> **ASSIGNMENT**: Produce a word-for-word restatement of the lines from the line with "pub fn parse_end_reason(reason: &str)" to the end of the listing below, inclusive.
#####
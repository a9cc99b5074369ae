pub mod health;
pub mod invites;
pub mod sessions;

use axum::{routing::get, Router};

use crate::state::AppState;

pub fn router(state: AppState) -> Router {
    Router::new()
        .route("/health", get(health::health_check))
        .merge(invites::routes())
        .merge(sessions::routes())
        .with_state(state)
}

#[cfg(test)]
pub(crate) mod test_support {
    use std::sync::Arc;

    use axum::{body::Body, response::Response, Router};
    use serde_json::Value;

    use crate::state::AppState;
    use shared::clock::SystemClock;
    use shared::repositories::memory::InMemoryStore;
    use shared::services::auth_service::AuthService;
    use shared::services::session_coordinator::SessionCoordinator;

    const TEST_SECRET: &str = "test-secret";

    pub fn test_app() -> (Router, AuthService) {
        let store = Arc::new(InMemoryStore::new());
        let coordinator = SessionCoordinator::new(store.clone(), store, Arc::new(SystemClock));
        let state = AppState {
            auth_service: Arc::new(AuthService::with_jwt_secret(TEST_SECRET.to_string())),
            coordinator: Arc::new(coordinator),
        };

        (
            super::router(state),
            AuthService::with_jwt_secret(TEST_SECRET.to_string()),
        )
    }

    pub fn bearer(auth: &AuthService, host_id: &str) -> String {
        let token = auth
            .issue_token(host_id, chrono::Duration::minutes(5))
            .unwrap();
        format!("Bearer {}", token)
    }

    pub async fn body_json(response: Response<Body>) -> Value {
        let bytes = axum::body::to_bytes(response.into_body(), usize::MAX)
            .await
            .unwrap();
        serde_json::from_slice(&bytes).unwrap()
    }
}
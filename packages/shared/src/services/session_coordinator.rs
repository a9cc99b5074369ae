use std::sync::Arc;

use chrono::{DateTime, Duration, Utc};
use tracing::{debug, error, info, warn};

use crate::clock::{remaining_seconds, Clock};
use crate::models::invite::{InviteDecision, InviteResolution, InviteStatus, SessionInvite};
use crate::models::live_session::{
    room_name, EndReason, LiveSession, SessionMode, SessionStatus, SessionType, COOLDOWN_SECONDS,
};
use crate::models::participant::{SessionParticipant, MAX_SESSION_SLOTS};
use crate::repositories::errors::invite_repository_errors::InviteRepositoryError;
use crate::repositories::errors::session_repository_errors::SessionRepositoryError;
use crate::repositories::invite_repository::InviteRepository;
use crate::repositories::session_repository::{InviteAcceptance, SessionRepository};
use crate::services::errors::session_coordinator_errors::SessionCoordinatorError;

/// Owns the invite and session state machines.
///
/// Holds no mutable state of its own: every "did this already happen"
/// question is answered by a conditional write in the store, so any number of
/// coordinators may serve the same hosts concurrently.
#[derive(Clone)]
pub struct SessionCoordinator {
    invites: Arc<dyn InviteRepository>,
    sessions: Arc<dyn SessionRepository>,
    clock: Arc<dyn Clock>,
}

pub fn parse_session_kind(
    session_type: &str,
    mode: &str,
) -> Result<(SessionType, SessionMode), SessionCoordinatorError> {
    let session_type = SessionType::parse(session_type).ok_or_else(|| {
        SessionCoordinatorError::ValidationError(format!("Unknown session type '{}'", session_type))
    })?;
    let mode = SessionMode::parse(mode).ok_or_else(|| {
        SessionCoordinatorError::ValidationError(format!("Unknown session mode '{}'", mode))
    })?;
    Ok((session_type, mode))
}

pub fn parse_decision(decision: &str) -> Result<InviteDecision, SessionCoordinatorError> {
    match decision {
        "accepted" | "accept" => Ok(InviteDecision::Accepted),
        "declined" | "decline" => Ok(InviteDecision::Declined),
        other => Err(SessionCoordinatorError::ValidationError(format!(
            "Unknown decision '{}'",
            other
        ))),
    }
}

pub fn parse_end_reason(reason: &str) -> Result<EndReason, SessionCoordinatorError> {
    match reason {
        "end" => Ok(EndReason::End),
        "cooldown" => Ok(EndReason::Cooldown),
        other => Err(SessionCoordinatorError::ValidationError(format!(
            "Unknown end reason '{}'",
            other
        ))),
    }
}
#####
> **OUTPUT FOR THIS EXERCISE**:
pub fn parse_end_reason(reason: &str) -> Result<EndReason, SessionCoordinatorError> {
    match reason {
        "end" => Ok(EndReason::End),
        "cooldown" => Ok(EndReason::Cooldown),
        other => Err(SessionCoordinatorError::ValidationError(format!(
            "Unknown end reason '{}'",
            other
        ))),
    }
}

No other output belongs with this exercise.